Pangenomes are here to bring equity to genomics
Reference genomes: what they are and why the next big thing in genomics is the human pangenome.
The human genome project started in 1990 and was declared complete in April of 2003.
In actuality, only about 90% of the genome was finished then, but the pesky telomeres (ends of chromosomes), centromeres (centers of chromosomes) and a bunch of lengthy repetitive regions remained elusive.
The human genome wasn't actually completed telomere-to-telomere (T2T) until January of 2022 and that's thanks to the development of long-read sequencing and mapping technologies that didn't exist when the human genome was originally sequenced.
But the 'human genome' here is a bit of a misnomer because the samples used to sequence the 'human genome' were pooled at random from 20 donors, except that pool turned out to mostly be low quality, so 66% of the original human genome sequence was from one male donor, RPCI-11, who was later determined to be 50% White European and 50% African.
While the completion of the 'human genome' in 2003 was historic, and we learned a lot from it, we also learned that a single reference genome that's supposed to represent the 'average' human actually misses a ton of important variation.
Studies since the completion of that genome have shown that it is missing a lot of the variation observed across ancestral populations!

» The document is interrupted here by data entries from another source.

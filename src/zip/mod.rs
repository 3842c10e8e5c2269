//! ZIP archive parsing over an in-memory buffer.
//!
//! An `.ipa` is an ordinary ZIP archive, so extraction starts here.
//!
//! ## Parsing Strategy
//!
//! ZIP files are designed to be read from the end:
//! 1. Find the End of Central Directory (EOCD) at the buffer's end
//! 2. Read the Central Directory to get metadata for all files
//! 3. For extraction, read the file's Local File Header and data
//!
//! Only one `Info.plist` and at most two `.strings` files are ever read
//! per extraction, so entries are decompressed individually on demand.
//!
//! ## Supported Features
//!
//! - Standard ZIP format (PKZIP APPNOTE 6.3.x compatible)
//! - STORED (no compression) method
//! - DEFLATE compression method
//!
//! ## Limitations
//!
//! - No encryption support
//! - No multi-disk archive support
//! - No ZIP64 (archive metadata is modeled with 32-bit offsets)

mod parser;
mod structures;

pub use parser::ZipArchive;
pub use structures::*;
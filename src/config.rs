//! Runtime configuration, read from the process environment.
//!
//! Every setting has a default so the client works against a local admin API
//! with no environment at all. Unparsable values are rejected rather than
//! silently replaced.

use std::env;
use std::fmt::Display;
use std::path::PathBuf;
use std::str::FromStr;
use std::time::Duration;

use tracing::info;

use crate::api::normalize_admin_url;
use crate::error::AdminError;
use crate::list_query::ResponseOrdering;
use crate::pricing::GrandTotalFallback;

pub const DEFAULT_API_ORIGIN: &str = "http://localhost:8000";
pub const DEFAULT_PAGE_SIZE: u32 = 10;
pub const DEFAULT_SEARCH_DEBOUNCE: Duration = Duration::from_millis(500);
pub const DEFAULT_REQUEST_TIMEOUT: Duration = Duration::from_secs(30);

pub const PRODUCTS_PATH: &str = "/api/admin/getproducts";
pub const ORDERS_PATH: &str = "/api/admin/getorders";

#[derive(Debug, Clone, PartialEq)]
pub struct AdminConfig {
    /// Normalized origin, no trailing slash and no `/api` suffix.
    pub api_origin: String,
    pub request_timeout: Duration,
    pub search_debounce: Duration,
    pub default_page_size: u32,
    pub response_ordering: ResponseOrdering,
    pub grand_total_fallback: GrandTotalFallback,
    pub log_dir: PathBuf,
}

impl Default for AdminConfig {
    fn default() -> Self {
        Self {
            api_origin: DEFAULT_API_ORIGIN.to_string(),
            request_timeout: DEFAULT_REQUEST_TIMEOUT,
            search_debounce: DEFAULT_SEARCH_DEBOUNCE,
            default_page_size: DEFAULT_PAGE_SIZE,
            response_ordering: ResponseOrdering::default(),
            grand_total_fallback: GrandTotalFallback::default(),
            log_dir: default_log_dir(),
        }
    }
}

impl AdminConfig {
    pub fn from_env() -> Result<Self, AdminError> {
        let origin: String = try_load("ADMIN_API_ORIGIN", DEFAULT_API_ORIGIN)?;
        let api_origin = normalize_admin_url(&origin);
        if api_origin.len() <= "https://".len() {
            return Err(AdminError::Config(format!(
                "ADMIN_API_ORIGIN is not a usable URL: {origin:?}"
            )));
        }

        let timeout_secs: u64 = try_load("ADMIN_REQUEST_TIMEOUT_SECS", "30")?;
        let debounce_ms: u64 = try_load("ADMIN_SEARCH_DEBOUNCE_MS", "500")?;
        let page_size: u32 = try_load("ADMIN_PAGE_SIZE", "10")?;
        if page_size == 0 {
            return Err(AdminError::Config(
                "ADMIN_PAGE_SIZE must be greater than zero".into(),
            ));
        }

        let log_dir = match env::var("ADMIN_LOG_DIR") {
            Ok(dir) if !dir.trim().is_empty() => PathBuf::from(dir.trim()),
            _ => default_log_dir(),
        };

        Ok(Self {
            api_origin,
            request_timeout: Duration::from_secs(timeout_secs),
            search_debounce: Duration::from_millis(debounce_ms),
            default_page_size: page_size,
            response_ordering: try_load("ADMIN_RESPONSE_ORDERING", "latest-issued")?,
            grand_total_fallback: try_load("ADMIN_GRAND_TOTAL_FALLBACK", "subtract-discount")?,
            log_dir,
        })
    }
}

fn try_load<T: FromStr>(key: &str, default: &str) -> Result<T, AdminError>
where
    T::Err: Display,
{
    let raw = match env::var(key) {
        Ok(v) if !v.trim().is_empty() => v,
        _ => {
            info!("{key} not set, using default: {default}");
            default.to_string()
        }
    };
    raw.trim()
        .parse()
        .map_err(|e| AdminError::Config(format!("Invalid {key} value {raw:?}: {e}")))
}

/// Platform data directory for log files.
pub fn default_log_dir() -> PathBuf {
    let base = env::var("LOCALAPPDATA")
        .or_else(|_| env::var("XDG_DATA_HOME"))
        .map(PathBuf::from)
        .unwrap_or_else(|_| {
            #[cfg(target_os = "windows")]
            {
                PathBuf::from(env::var("USERPROFILE").unwrap_or_else(|_| ".".into()))
                    .join("AppData")
                    .join("Local")
            }
            #[cfg(not(target_os = "windows"))]
            {
                PathBuf::from(env::var("HOME").unwrap_or_else(|_| ".".into()))
                    .join(".local")
                    .join("share")
            }
        });
    base.join("food-admin").join("logs")
}
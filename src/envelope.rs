//! Recognition of the two list-response shapes the admin API produces.
//!
//! Older endpoints wrap results as `{status, data, pagination}`; newer ones
//! return the framework paginator as-is (`{current_page, last_page, per_page,
//! total, data}`). Both are normalized into [`PageResult`].

use serde::de::DeserializeOwned;
use serde_json::{Map, Value};

use crate::error::AdminError;
use crate::pagination::{PageRequest, PageResult};
use crate::{value_str, value_u64};

#[derive(Debug, Clone, PartialEq)]
pub enum RemoteEnvelope {
    /// `{status: true, data: [...], pagination: {...}?}`
    TaggedSuccess {
        data: Vec<Value>,
        pagination: Option<Value>,
    },
    /// `{status: false, message?}`
    TaggedFailure { message: String },
    /// `{current_page, last_page?, per_page?, total?, data: [...]}`
    BarePaginator { data: Vec<Value>, meta: Value },
    Unrecognized(String),
}

impl RemoteEnvelope {
    /// Discriminate a response body. Runs once per response.
    pub fn classify(body: Value) -> Self {
        let mut map = match body {
            Value::Object(map) => map,
            Value::Null => return RemoteEnvelope::Unrecognized("empty body".into()),
            Value::Array(_) => return RemoteEnvelope::Unrecognized("bare array".into()),
            other => {
                return RemoteEnvelope::Unrecognized(format!("unexpected JSON value {other}"))
            }
        };

        if let Some(status) = map.get("status").and_then(Value::as_bool) {
            if !status {
                let message = value_str(&Value::Object(map), &["message", "error"])
                    .unwrap_or_else(|| "List request was rejected".to_string());
                return RemoteEnvelope::TaggedFailure { message };
            }
            return match map.remove("data") {
                Some(Value::Array(data)) => RemoteEnvelope::TaggedSuccess {
                    data,
                    pagination: map.remove("pagination").filter(Value::is_object),
                },
                _ => RemoteEnvelope::Unrecognized("status wrapper without a data array".into()),
            };
        }

        if map.contains_key("current_page") {
            return match map.remove("data") {
                Some(Value::Array(data)) => RemoteEnvelope::BarePaginator {
                    data,
                    meta: Value::Object(map),
                },
                _ => RemoteEnvelope::Unrecognized("paginator without a data array".into()),
            };
        }

        let keys: Vec<&str> = map.keys().map(String::as_str).collect();
        RemoteEnvelope::Unrecognized(format!("unknown keys [{}]", keys.join(", ")))
    }

    /// Normalize into a page, deserializing every row into `T`.
    pub fn into_page<T: DeserializeOwned>(
        self,
        request: &PageRequest,
    ) -> Result<PageResult<T>, AdminError> {
        let (data, meta) = match self {
            RemoteEnvelope::TaggedSuccess { data, pagination } => {
                let meta = pagination.unwrap_or_else(|| Value::Object(Map::new()));
                (data, meta)
            }
            RemoteEnvelope::BarePaginator { data, meta } => (data, meta),
            RemoteEnvelope::TaggedFailure { message } => {
                return Err(AdminError::Rejected {
                    message,
                    errors: Default::default(),
                })
            }
            RemoteEnvelope::Unrecognized(reason) => return Err(AdminError::Format(reason)),
        };

        let received = data.len() as u64;
        let items = data
            .into_iter()
            .enumerate()
            .map(|(i, row)| {
                serde_json::from_value::<T>(row)
                    .map_err(|e| AdminError::Format(format!("row {i} could not be decoded: {e}")))
            })
            .collect::<Result<Vec<T>, AdminError>>()?;

        let page_size = value_u64(&meta, &["per_page", "perPage"])
            .filter(|n| *n > 0)
            .unwrap_or(request.page_size as u64);
        let total = value_u64(&meta, &["total"]).unwrap_or(received);
        let last_page = value_u64(&meta, &["last_page", "lastPage"])
            .unwrap_or_else(|| total.div_ceil(page_size).max(1));
        let current_page =
            value_u64(&meta, &["current_page", "currentPage"]).unwrap_or(request.page as u64);

        Ok(PageResult::from_parts(
            items,
            current_page,
            last_page,
            page_size,
            total,
        ))
    }
}

#[cfg(test)]
mod tests {
    use super::*;
    use serde_json::json;

    fn request(page: i64) -> PageRequest {
        PageRequest::new(page, "", 10, 10)
    }

    #[test]
    fn test_classify_tagged_success() {
        let body = json!({
            "status": true,
            "data": [{"id": 1}, {"id": 2}],
            "pagination": {"current_page": 2, "last_page": 4, "per_page": 2, "total": 8}
        });
        let env = RemoteEnvelope::classify(body);
        assert!(matches!(env, RemoteEnvelope::TaggedSuccess { ref data, .. } if data.len() == 2));

        let page: PageResult<Value> = env.into_page(&request(2)).expect("page");
        assert_eq!(page.current_page, 2);
        assert_eq!(page.last_page, 4);
        assert_eq!(page.page_size, 2);
        assert_eq!(page.total, 8);
        assert_eq!(page.items.len(), 2);
    }

    #[test]
    fn test_tagged_success_without_pagination_uses_request() {
        let body = json!({ "status": true, "data": [{"id": 1}] });
        let page: PageResult<Value> = RemoteEnvelope::classify(body)
            .into_page(&request(1))
            .expect("page");
        assert_eq!(
            (page.current_page, page.last_page, page.page_size, page.total),
            (1, 1, 10, 1)
        );
    }

    #[test]
    fn test_classify_bare_paginator_with_string_numbers() {
        let body = json!({
            "current_page": "3",
            "last_page": 5,
            "per_page": "10",
            "total": 47,
            "data": [{"id": 21}],
            "next_page_url": "http://localhost:8000/api/admin/getorders?page=4"
        });
        let env = RemoteEnvelope::classify(body);
        assert!(matches!(env, RemoteEnvelope::BarePaginator { .. }));
        let page: PageResult<Value> = env.into_page(&request(3)).expect("page");
        assert_eq!((page.current_page, page.last_page, page.total), (3, 5, 47));
    }

    #[test]
    fn test_bare_paginator_derives_last_page_from_total() {
        let body = json!({ "current_page": 1, "per_page": 10, "total": 21, "data": [] });
        let page: PageResult<Value> = RemoteEnvelope::classify(body)
            .into_page(&request(1))
            .expect("page");
        assert_eq!(page.last_page, 3);
    }

    #[test]
    fn test_classify_tagged_failure() {
        let env = RemoteEnvelope::classify(json!({ "status": false, "message": "Server busy" }));
        assert_eq!(
            env,
            RemoteEnvelope::TaggedFailure {
                message: "Server busy".into()
            }
        );
        let err = env.into_page::<Value>(&request(1)).unwrap_err();
        assert_eq!(err.to_string(), "Server busy");
    }

    #[test]
    fn test_unrecognized_shapes_are_format_errors() {
        for body in [
            json!({ "items": [], "page": 1 }),
            json!([1, 2, 3]),
            Value::Null,
            json!({ "status": true, "data": "nope" }),
            json!({ "current_page": 1 }),
        ] {
            let env = RemoteEnvelope::classify(body);
            assert!(matches!(env, RemoteEnvelope::Unrecognized(_)));
            assert!(env.into_page::<Value>(&request(1)).unwrap_err().is_format());
        }
    }

    #[test]
    fn test_undecodable_rows_are_format_errors() {
        #[derive(Debug, serde::Deserialize)]
        struct Row {
            #[allow(dead_code)]
            id: u32,
        }
        let body = json!({ "status": true, "data": [{"id": 1}, {"id": "x"}] });
        let err = RemoteEnvelope::classify(body)
            .into_page::<Row>(&request(1))
            .unwrap_err();
        assert!(err.is_format());
        assert!(err.to_string().contains("row 1"));
    }
}
impl DiscountEdit {
    /// Seed the editor from an existing product.
    pub fn for_product(price: Option<Decimal>, sale_price: Option<Decimal>) -> Self {
        let price = non_negative(price);
        let sale_price = non_negative(sale_price);
        let discount = price
            .map(|p| derive_discount_from_sale_price(p, sale_price))
            .unwrap_or(0);
        Self {
            price,
            discount_percent: Decimal::from(discount),
            sale_price,
        }
    }

    pub fn price(&self) -> Option<Decimal> {
        self.price
    }

    pub fn discount_percent(&self) -> Decimal {
        self.discount_percent
    }

    pub fn sale_price(&self) -> Option<Decimal> {
        self.sale_price
    }

    pub fn sale_price_locked(&self) -> bool {
        self.discount_percent > Decimal::ZERO
    }

    pub fn set_price(&mut self, price: Option<Decimal>) {
        self.price = non_negative(price);
        if self.sale_price_locked() {
            if let Some(p) = self.price.filter(|p| *p > Decimal::ZERO) {
                self.sale_price = derive_sale_price_from_discount(p, self.discount_percent);
            }
        }
    }

    pub fn set_discount(&mut self, discount_percent: Decimal) {
        let percent = discount_percent.max(Decimal::ZERO).min(HUNDRED);
        self.discount_percent = percent;
        if percent.is_zero() {
            self.sale_price = None;
        } else if let Some(p) = self.price.filter(|p| *p > Decimal::ZERO) {
            self.sale_price = derive_sale_price_from_discount(p, percent);
        }
    }

    /// Direct sale-price edit. Back-derives the percent when the sale price
    /// undercuts the base price; clearing the sale price clears the percent.
    pub fn set_sale_price(&mut self, sale_price: Option<Decimal>) {
        self.sale_price = non_negative(sale_price);
        match (self.sale_price, self.price) {
            (Some(sale), Some(price)) if sale > Decimal::ZERO && sale < price => {
                self.discount_percent =
                    Decimal::from(derive_discount_from_sale_price(price, Some(sale)));
            }
            (Some(sale), _) if sale > Decimal::ZERO => {}
            _ => self.discount_percent = Decimal::ZERO,
        }
    }

    /// The line the edited product would produce at quantity 1.
    pub fn priced_line(&self) -> PricedLine {
        PricedLine::new(self.price, self.sale_price, 1)
    }
}

#[cfg(test)]
mod tests {
    use super::*;
    use serde_json::json;

    fn d(units: i64) -> Decimal {
        Decimal::from(units)
    }

    fn cents(c: i64) -> Decimal {
        Decimal::new(c, 2)
    }

    fn line(unit: i64, sale: Option<i64>, qty: u32) -> PricedLine {
        PricedLine::new(Some(d(unit)), sale.map(d), qty)
    }

    #[test]
    fn test_discounted_line() {
        let l = line(100, Some(80), 2);
        assert_eq!(effective_unit_price(&l), d(80));
        assert!(has_discount(&l));
        assert_eq!(line_total(&l), d(160));
        assert_eq!(original_line_total(&l), d(200));
        assert_eq!(line_savings(&l), d(40));
    }

    #[test]
    fn test_line_without_sale_price() {
        let l = line(100, None, 1);
        assert_eq!(effective_unit_price(&l), d(100));
        assert!(!has_discount(&l));
        assert_eq!(line_savings(&l), Decimal::ZERO);
    }

    #[test]
    fn test_sale_price_above_unit_price_is_not_a_discount() {
        let l = line(50, Some(60), 1);
        assert!(!has_discount(&l));
        assert_eq!(effective_unit_price(&l), d(60));
        assert_eq!(line_savings(&l), Decimal::ZERO);
    }

    #[test]
    fn test_zero_sale_price_falls_back_to_unit_price() {
        let l = line(30, Some(0), 3);
        assert_eq!(effective_unit_price(&l), d(30));
        assert!(!has_discount(&l));
        assert_eq!(line_total(&l), d(90));
    }

    #[test]
    fn test_missing_prices_are_zero() {
        let l = PricedLine::new(None, None, 4);
        assert_eq!(effective_unit_price(&l), Decimal::ZERO);
        assert_eq!(line_total(&l), Decimal::ZERO);
        assert_eq!(original_line_total(&l), Decimal::ZERO);
    }

    #[test]
    fn test_from_value_is_lenient() {
        let l = PricedLine::from_value(&json!({
            "price": "12.50", "sale_price": "abc", "quantity": "2"
        }));
        assert_eq!(l.unit_price, Some(cents(1250)));
        assert_eq!(l.sale_price, None);
        assert_eq!(l.quantity, 2);

        let l = PricedLine::from_value(&json!({
            "unit_price": 9.99, "price": 100, "sale_price": -1
        }));
        assert_eq!(l.unit_price, Some(cents(999)));
        assert_eq!(l.sale_price, None);
        assert_eq!(l.quantity, 1);
    }

    #[test]
    fn test_order_subtotal_and_savings() {
        let lines = vec![line(100, Some(80), 2), line(15, None, 3), line(10, Some(7), 1)];
        assert_eq!(order_subtotal(&lines), d(160 + 45 + 7));
        assert_eq!(order_savings(&lines), d(40 + 3));
    }

    #[test]
    fn test_grand_total_prefers_server_total() {
        let order = PricedOrder {
            total_amount: Some(d(999)),
            discount: Some(d(5)),
            lines: vec![line(100, Some(80), 2)],
        };
        assert_eq!(
            order_grand_total(&order, GrandTotalFallback::SubtractDiscount),
            d(999)
        );
        let totals = OrderTotals::compute(&order, GrandTotalFallback::SubtractDiscount);
        assert!(totals.server_total);
        assert_eq!(totals.subtotal, d(160));
    }

    #[test]
    fn test_grand_total_fallback_policies() {
        let order = PricedOrder {
            total_amount: None,
            discount: Some(d(10)),
            lines: vec![line(100, Some(80), 2)],
        };
        assert_eq!(
            order_grand_total(&order, GrandTotalFallback::SubtractDiscount),
            d(150)
        );
        assert_eq!(
            order_grand_total(&order, GrandTotalFallback::SubtotalOnly),
            d(160)
        );

        let big_coupon = PricedOrder {
            discount: Some(d(500)),
            ..order
        };
        assert_eq!(
            order_grand_total(&big_coupon, GrandTotalFallback::SubtractDiscount),
            Decimal::ZERO
        );
    }

    #[test]
    fn test_derive_sale_price_from_discount() {
        assert_eq!(derive_sale_price_from_discount(d(200), d(25)), Some(cents(15000)));
        assert_eq!(derive_sale_price_from_discount(d(200), Decimal::ZERO), None);
        assert_eq!(derive_sale_price_from_discount(Decimal::ZERO, d(10)), None);
        // 9.99 * 0.85 = 8.4915
        assert_eq!(derive_sale_price_from_discount(cents(999), d(15)), Some(cents(849)));
        // 0.25 * 0.5 = 0.125 rounds half up
        assert_eq!(derive_sale_price_from_discount(cents(25), d(50)), Some(cents(13)));
        assert_eq!(derive_sale_price_from_discount(d(20), d(150)), Some(Decimal::ZERO));
    }

    #[test]
    fn test_derive_discount_from_sale_price() {
        assert_eq!(derive_discount_from_sale_price(d(200), Some(d(150))), 25);
        assert_eq!(derive_discount_from_sale_price(d(200), None), 0);
        assert_eq!(derive_discount_from_sale_price(d(200), Some(d(200))), 0);
        assert_eq!(derive_discount_from_sale_price(d(200), Some(d(250))), 0);
        // 1/3 off -> 33.33% -> 33
        assert_eq!(derive_discount_from_sale_price(d(3), Some(d(2))), 33);
        // 12.5% -> 13
        assert_eq!(derive_discount_from_sale_price(d(8), Some(d(7))), 13);
    }

    #[test]
    fn test_zero_discount_leaves_line_undiscounted() {
        let sale = derive_sale_price_from_discount(d(40), Decimal::ZERO);
        let l = PricedLine::new(Some(d(40)), sale, 1);
        assert!(!has_discount(&l));
    }

    #[test]
    fn test_discount_edit_seeded_from_product() {
        let edit = DiscountEdit::for_product(Some(d(200)), Some(d(150)));
        assert_eq!(edit.discount_percent(), d(25));
        assert!(edit.sale_price_locked());

        let edit = DiscountEdit::for_product(Some(d(200)), None);
        assert_eq!(edit.discount_percent(), Decimal::ZERO);
        assert!(!edit.sale_price_locked());
    }

    #[test]
    fn test_discount_edit_flow() {
        let mut edit = DiscountEdit::default();
        edit.set_price(Some(d(200)));
        assert_eq!(edit.sale_price(), None);

        edit.set_discount(d(25));
        assert_eq!(edit.sale_price(), Some(d(150)));

        // price change keeps the percent and re-derives the sale price
        edit.set_price(Some(d(100)));
        assert_eq!(edit.sale_price(), Some(d(75)));
        assert!(has_discount(&edit.priced_line()));

        edit.set_discount(Decimal::ZERO);
        assert_eq!(edit.sale_price(), None);
        assert!(!edit.sale_price_locked());

        edit.set_sale_price(Some(d(60)));
        assert_eq!(edit.discount_percent(), d(40));

        // a sale price at or above the base price keeps the previous percent
        edit.set_sale_price(Some(d(120)));
        assert_eq!(edit.discount_percent(), d(40));
        assert_eq!(edit.sale_price(), Some(d(120)));

        // clearing the sale price unlocks it and a later price edit keeps it clear
        edit.set_sale_price(Some(d(90)));
        assert_eq!(edit.discount_percent(), d(10));
        edit.set_sale_price(None);
        assert_eq!(edit.discount_percent(), Decimal::ZERO);
        assert!(!edit.sale_price_locked());
        edit.set_price(Some(d(100)));
        assert_eq!(edit.sale_price(), None);

        edit.set_sale_price(Some(d(80)));
        edit.set_sale_price(Some(Decimal::ZERO));
        assert_eq!(edit.discount_percent(), Decimal::ZERO);
        assert!(!has_discount(&edit.priced_line()));
    }

    #[test]
    fn test_grand_total_fallback_parsing() {
        assert_eq!(
            "subtotal_only".parse::<GrandTotalFallback>(),
            Ok(GrandTotalFallback::SubtotalOnly)
        );
        assert!("whatever".parse::<GrandTotalFallback>().is_err());
        assert_eq!(GrandTotalFallback::SubtractDiscount.to_string(), "subtract-discount");
    }
}
//! Page requests and normalized page results.

use serde::Serialize;
use tracing::debug;

/// One list fetch: which page, how many rows, and the search filter.
#[derive(Debug, Clone, PartialEq, Eq)]
pub struct PageRequest {
    pub page: u32,
    pub page_size: u32,
    pub search_term: String,
}

impl PageRequest {
    /// Build a request from raw caller input. A page below 1 is clamped to 1
    /// and a non-positive page size falls back to `default_page_size`; neither
    /// is an error.
    pub fn new(page: i64, search_term: &str, page_size: i64, default_page_size: u32) -> Self {
        if page < 1 {
            debug!(page, "page below 1 requested, clamping to 1");
        }
        let page = page.clamp(1, u32::MAX as i64) as u32;
        let page_size = if page_size > 0 {
            page_size.min(u32::MAX as i64) as u32
        } else {
            debug!(page_size, default_page_size, "invalid page size, using default");
            default_page_size.max(1)
        };
        Self {
            page,
            page_size,
            search_term: search_term.to_string(),
        }
    }

    /// Query parameters for the list endpoint. `search` is omitted when empty.
    pub fn query_params(&self) -> Vec<(&'static str, String)> {
        let mut params = vec![
            ("page", self.page.to_string()),
            ("per_page", self.page_size.to_string()),
        ];
        if !self.search_term.is_empty() {
            params.push(("search", self.search_term.clone()));
        }
        params
    }
}

/// A normalized page of a remote collection.
#[derive(Debug, Clone, PartialEq, Serialize)]
pub struct PageResult<T> {
    pub items: Vec<T>,
    pub current_page: u32,
    pub last_page: u32,
    pub page_size: u32,
    pub total: u64,
}

impl<T> PageResult<T> {
    /// The fail-closed result held after any fetch failure.
    pub fn empty(page_size: u32) -> Self {
        Self {
            items: Vec::new(),
            current_page: 1,
            last_page: 1,
            page_size,
            total: 0,
        }
    }

    /// Build a result from server-reported metadata, enforcing
    /// `1 <= current_page <= last_page` and `items.len() <= page_size`.
    pub fn from_parts(
        mut items: Vec<T>,
        current_page: u64,
        last_page: u64,
        page_size: u64,
        total: u64,
    ) -> Self {
        let page_size = page_size.clamp(1, u32::MAX as u64) as u32;
        let last_page = last_page.clamp(1, u32::MAX as u64) as u32;
        let current_page = current_page.clamp(1, last_page as u64) as u32;
        if items.len() > page_size as usize {
            debug!(
                received = items.len(),
                page_size, "server returned more rows than per_page, truncating"
            );
            items.truncate(page_size as usize);
        }
        Self {
            items,
            current_page,
            last_page,
            page_size,
            total,
        }
    }

    pub fn is_empty(&self) -> bool {
        self.items.is_empty()
    }

    pub fn has_next(&self) -> bool {
        self.current_page < self.last_page
    }

    pub fn has_previous(&self) -> bool {
        self.current_page > 1
    }
}

#[cfg(test)]
mod tests {
    use super::*;

    #[test]
    fn test_page_request_clamps_input() {
        let req = PageRequest::new(-3, "", 0, 10);
        assert_eq!(req.page, 1);
        assert_eq!(req.page_size, 10);

        let req = PageRequest::new(4, "pizza", 25, 10);
        assert_eq!(req.page, 4);
        assert_eq!(req.page_size, 25);
        assert_eq!(req.search_term, "pizza");
    }

    #[test]
    fn test_query_params_omit_empty_search() {
        let req = PageRequest::new(2, "", 10, 10);
        assert_eq!(
            req.query_params(),
            vec![("page", "2".to_string()), ("per_page", "10".to_string())]
        );

        let req = PageRequest::new(1, "veg burger", 5, 10);
        assert_eq!(req.query_params().last(), Some(&("search", "veg burger".to_string())));
    }

    #[test]
    fn test_from_parts_enforces_invariants() {
        let page = PageResult::from_parts(vec![1, 2, 3, 4], 9, 3, 3, 9);
        assert_eq!(page.current_page, 3);
        assert_eq!(page.last_page, 3);
        assert_eq!(page.items, vec![1, 2, 3]);
        assert!(!page.has_next());
        assert!(page.has_previous());

        let page: PageResult<u8> = PageResult::from_parts(vec![], 0, 0, 0, 0);
        assert_eq!((page.current_page, page.last_page, page.page_size), (1, 1, 1));
    }

    #[test]
    fn test_empty_result() {
        let page: PageResult<String> = PageResult::empty(10);
        assert!(page.is_empty());
        assert_eq!((page.current_page, page.last_page, page.total), (1, 1, 0));
        assert!(!page.has_next());
        assert!(!page.has_previous());
    }
}
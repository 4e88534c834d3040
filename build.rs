use std::process::Command;

fn main() {
    // Embed git SHA (short) if available
    let git_sha = Command::new("git")
        .args(["rev-parse", "--short", "HEAD"])
        .output()
        .ok()
        .filter(|o| o.status.success())
        .and_then(|o| String::from_utf8(o.stdout).ok())
        .map(|s| s.trim().to_string())
        .unwrap_or_else(|| "unknown".into());
    println!("cargo:rustc-env=BUILD_GIT_SHA={git_sha}");

    // Rebuild when git HEAD changes
    println!("cargo:rerun-if-changed=.git/HEAD");
    println!("cargo:rerun-if-changed=build.rs");
}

What this means in practice is that something that is identified as a 'variant' using our current reference genome might not actually be a variant depending on that individual's genetic ancestry.
This has HUGE implications for genomics, tracking disease, and identifying causal variants of those diseases in diverse populations!
So, to recap, we sequenced a couple people, created a linear consensus that serves as our reference, and called the genome done.
And we've continued to use that genome, despite knowing that, at best, it's a huge compromise and probably doesn't do a super good job of helping us identify all of the relevant variation in diverse populations.
Fortunately, humans aren't the only species that have this genetic diversity problem and microbes have served as a reasonable proxy for the development of a better solution.
Early work with mixed bacterial populations showed us that 'graph' genomes are much more powerful than linear ones.
Graph genomes are special because instead of settling on a single consensus, they annotate all of the variation observed at each position in the genome, meaning, you actually retain all of the important ancestral variation.
Fortunately, we can do the same exact thing in humans, and capture our species wide diversity in a pangenome!
This work has already begun and teams are contributing datasets to the Human Pangenome Reference Consortium, a group dedicated to bringing equity to the reference genome.